One car even left $10 to start the chain Friday and on Saturday, after the chain closed for the night Thursday. Jensen kept updating the store’s Facebook page on the number of cars that took part in the act of kindness.
Heidi Bruse was one of those who experienced it on Friday evening, “During times like these it kinda restores your faith in humanity a little,” Bruse said. “The way the world is now you see a lot of anger, tension, and selfish behavior. What we witnessed was pure kindness and it was a breath of fresh air really.”
Bruse went home to tell her family that they had to play a role in the chain and kept it going. “Not that we got free ice cream,” she said. “The gesture was way more valuable.”
The restaurant industry has been hit during the coronavirus pandemic in a big way just like other service industries, “With the lobby shutting down, being only open for take out, being able to open for half your capacity, different things like that,” have played a role in trying to keep morale high, Jensen said.

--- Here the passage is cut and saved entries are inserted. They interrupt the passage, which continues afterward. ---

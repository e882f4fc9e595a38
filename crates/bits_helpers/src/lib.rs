mod bit;
pub use bit::*;

pub mod input;
pub mod restart;

mod ribbit_communication;
pub use ribbit_communication::*;

#[cfg(target_arch = "wasm32")]
mod window_resizing;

She says her top priority was the customers and crew safety with increased disinfecting and cleaning measures. Her staff were feeling positive with every car paying it forward, and the heartwarming reactions of the customers when the cashier would tell them that their meal was paid for, was touching, Jensen said.
“No matter what’s going on, take care of each other, be positive, be happy and don’t focus on the negative, we’ll get through it,” she said.